Rob isn’t just an accomplished illustrator, he’s also a long-time friend of Comics Career. In fact, he drew the cover of Comics Career Newsletter #1 (April, 1988). You can find illustrations and links to his work on his blog.
Question 1: When did you first decide that you wanted to create your own comics for a living?
At eight years old!
Question 2: Who has had the biggest influence on you outside the comics industry, and how did they affect your life?
My parents, for the obvious reasons.
Question 3: Who has had the biggest influence on your comics career, and how has that person changed your work?
Presently it’s Ron Fortier who has pushed me in new directions with his constant fountain of ideas that he’s anxious for me to do — too many for me to actually keep up with.
Question 4: What do you do to recharge your creative batteries?
Read a good book.
Question 5: Describe your typical work routine.
When I was full-time freelance it was up around 8:30, 9:00 a.m. quick breakfast and then to the drawing table for at least 4 hours. Lunch, read e-mail/online news then back to the drawing board for off and on until 10:00 p.m. with plenty of mental and physical breaks.
Question 6: What writing, drawing, or other tools do you use?

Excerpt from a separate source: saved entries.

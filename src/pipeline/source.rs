//! Document discovery.
//!
//! Turns the paths given on the command line into an ordered list of
//! documents to project.

use crate::config::SourceConfig;
use crate::error::{ErrorContext, Result, SbomGraphError};
use std::path::{Path, PathBuf};

/// Expand `paths` into the documents to project.
///
/// A file path yields itself whatever its extension. A directory yields every
/// file whose extension is listed in `config.extensions`, descending into
/// subdirectories when `config.recursive` is set, sorted by path. The order of
/// `paths` is kept.
///
/// # Errors
///
/// Returns an I/O error for a path that does not exist or a directory that
/// cannot be read.
pub fn discover_documents(paths: &[PathBuf], config: &SourceConfig) -> Result<Vec<PathBuf>> {
    let mut documents = Vec::new();

    for path in paths {
        if path.is_file() {
            documents.push(path.clone());
        } else if path.is_dir() {
            let mut found = Vec::new();
            collect_dir(path, config, &mut found)
                .with_context(|| format!("scanning {}", path.display()))?;
            found.sort();
            tracing::debug!("Found {} documents under {}", found.len(), path.display());
            documents.extend(found);
        } else {
            return Err(SbomGraphError::io(
                path,
                std::io::Error::new(std::io::ErrorKind::NotFound, "no such file or directory"),
            ));
        }
    }

    Ok(documents)
}

fn collect_dir(dir: &Path, config: &SourceConfig, found: &mut Vec<PathBuf>) -> Result<()> {
    let entries = std::fs::read_dir(dir).map_err(|e| SbomGraphError::io(dir, e))?;

    for entry in entries {
        let entry = entry.map_err(|e| SbomGraphError::io(dir, e))?;
        let path = entry.path();
        let file_type = entry.file_type().map_err(|e| SbomGraphError::io(&path, e))?;

        // Symlinked directories are not followed.
        if file_type.is_dir() {
            if config.recursive {
                collect_dir(&path, config, found)?;
            }
        } else if has_extension(&path, &config.extensions) && path.is_file() {
            found.push(path);
        }
    }

    Ok(())
}

fn has_extension(path: &Path, extensions: &[String]) -> bool {
    path.extension()
        .and_then(|ext| ext.to_str())
        .is_some_and(|ext| {
            extensions
                .iter()
                .any(|wanted| wanted.trim_start_matches('.').eq_ignore_ascii_case(ext))
        })
}
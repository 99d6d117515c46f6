#![no_main]
use libfuzzer_sys::fuzz_target;
use sbom_graph::model::{flatten, Attributes};

/// Fuzz the attribute flattener and check it is idempotent.
fuzz_target!(|data: &[u8]| {
    if let Ok(serde_json::Value::Object(map)) = serde_json::from_slice(data) {
        let attributes: Attributes = map.into_iter().collect();
        let once = flatten(&attributes);
        assert_eq!(once, flatten(&once));
    }
});
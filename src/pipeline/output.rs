//! Output handling for element records.
//!
//! Records are written as JSON Lines (one record per line) or as a pretty
//! JSON array, to stdout or a file.

use crate::error::{ErrorContext, OutputErrorKind, Result, SbomGraphError};
use crate::model::{GraphElement, RecordLayout};
use clap::ValueEnum;
use schemars::JsonSchema;
use serde::{Deserialize, Serialize};
use serde_json::Value;
use std::io::{BufWriter, Write};
use std::path::PathBuf;

/// Encoding of the record stream
#[derive(
    Debug, Clone, Copy, Default, PartialEq, Eq, ValueEnum, Serialize, Deserialize, JsonSchema,
)]
#[serde(rename_all = "lowercase")]
pub enum OutputFormat {
    /// One JSON record per line
    #[default]
    Jsonl,
    /// A single pretty-printed JSON array
    Json,
}

/// Target for output - either stdout or a file
#[derive(Debug, Clone)]
pub enum OutputTarget {
    /// Write to stdout
    Stdout,
    /// Write to a file
    File(PathBuf),
}

impl OutputTarget {
    /// Create output target from optional path
    pub fn from_option(path: Option<PathBuf>) -> Self {
        match path {
            Some(p) => Self::File(p),
            None => Self::Stdout,
        }
    }
}

/// Serialize `elements` to `writer`, returning the number of records written.
pub fn write_records<'a, W, I>(
    writer: W,
    elements: I,
    format: OutputFormat,
    layout: RecordLayout,
) -> Result<usize>
where
    W: Write,
    I: IntoIterator<Item = &'a GraphElement>,
{
    let mut writer = BufWriter::new(writer);
    let mut count = 0;

    match format {
        OutputFormat::Jsonl => {
            for element in elements {
                serde_json::to_writer(&mut writer, &element.to_record(layout))?;
                writer.write_all(b"\n").map_err(write_error)?;
                count += 1;
            }
        }
        OutputFormat::Json => {
            let records: Vec<Value> = elements
                .into_iter()
                .map(|e| Value::Object(e.to_record(layout)))
                .collect();
            count = records.len();
            serde_json::to_writer_pretty(&mut writer, &records)?;
            writer.write_all(b"\n").map_err(write_error)?;
        }
    }

    writer.flush().map_err(write_error)?;
    Ok(count)
}

/// Write records to the target (stdout or file)
pub fn write_elements<'a, I>(
    elements: I,
    target: &OutputTarget,
    format: OutputFormat,
    layout: RecordLayout,
    quiet: bool,
) -> Result<usize>
where
    I: IntoIterator<Item = &'a GraphElement>,
{
    match target {
        OutputTarget::Stdout => {
            let stdout = std::io::stdout();
            write_records(stdout.lock(), elements, format, layout)
        }
        OutputTarget::File(path) => {
            let file = std::fs::File::create(path).map_err(|e| SbomGraphError::io(path, e))?;
            let count = write_records(file, elements, format, layout)
                .with_context(|| format!("writing {}", path.display()))?;
            if !quiet {
                tracing::info!("{} records written to {:?}", count, path);
            }
            Ok(count)
        }
    }
}

fn write_error(err: std::io::Error) -> SbomGraphError {
    SbomGraphError::output("writing records", OutputErrorKind::Write(err.to_string()))
}
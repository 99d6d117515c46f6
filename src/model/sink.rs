//! Per-document element sink.

use super::element::GraphElement;
use super::identifiers::NodeKind;

/// Ordered, append-only collection of the elements produced by one document's
/// projection.
///
/// A sink is owned by a single transformation. Elements cannot be modified
/// once pushed; they can only be read or drained out as a sequence. Dropping
/// the sink discards everything staged in it, which is how a failed projection
/// avoids handing a partial graph downstream.
#[derive(Debug, Default)]
pub struct ElementSink {
    elements: Vec<GraphElement>,
}

impl ElementSink {
    #[must_use]
    pub fn new() -> Self {
        Self::default()
    }

    /// Append one element.
    pub fn push(&mut self, element: GraphElement) {
        self.elements.push(element);
    }

    /// Append several elements, preserving their order.
    pub fn extend<I: IntoIterator<Item = GraphElement>>(&mut self, elements: I) {
        self.elements.extend(elements);
    }

    #[must_use]
    pub fn len(&self) -> usize {
        self.elements.len()
    }

    #[must_use]
    pub fn is_empty(&self) -> bool {
        self.elements.is_empty()
    }

    pub fn iter(&self) -> impl Iterator<Item = &GraphElement> {
        self.elements.iter()
    }

    /// Number of staged elements of `kind`.
    #[must_use]
    pub fn count_of(&self, kind: NodeKind) -> usize {
        self.elements.iter().filter(|e| e.kind() == kind).count()
    }

    /// Remove and yield all staged elements in emission order.
    pub fn drain(&mut self) -> std::vec::Drain<'_, GraphElement> {
        self.elements.drain(..)
    }

    /// Consume the sink and return its elements in emission order.
    #[must_use]
    pub fn into_elements(self) -> Vec<GraphElement> {
        self.elements
    }
}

My art tools are constantly changing. My one regular tool is Photoshop, which I use on nearly everything I do these days. Otherwise it is whatever will put the line down on the bristol board (I’m still not totally digital, I like the tactile feedback of working on the drawing board on a sheet of paper).
Question 7: What element of your work gives you the most personal satisfaction?
Nearly every facet. It would be hard to pinpoint one aspect that outshines the others.
Question 8: What has been the most rewarding project in your professional career – in or out of comics – and why?
Daughter of Dracula, it took two years of steady weekly pagework and is the most detailed and original project I’ve ever tackled.
Question 9: We’ve all met very talented newcomers who are trying to get their first professional projects. What’s the best advice you’ve ever heard given to a promising new creator?
The “Five P’s”: Polite Persistence Prevents Poor Performance, or Practice, Practice, Practice, Practice, Practice. If you truly believe you are destined to work in comics you will stay with it until it happens.
Question 10: Time to get philosophical: What’s the most important “big idea” that you’ve learned in life – in or out of comics – and why is it important?
Do what you love and the money will follow — just don’t expect to become a billionaire that way.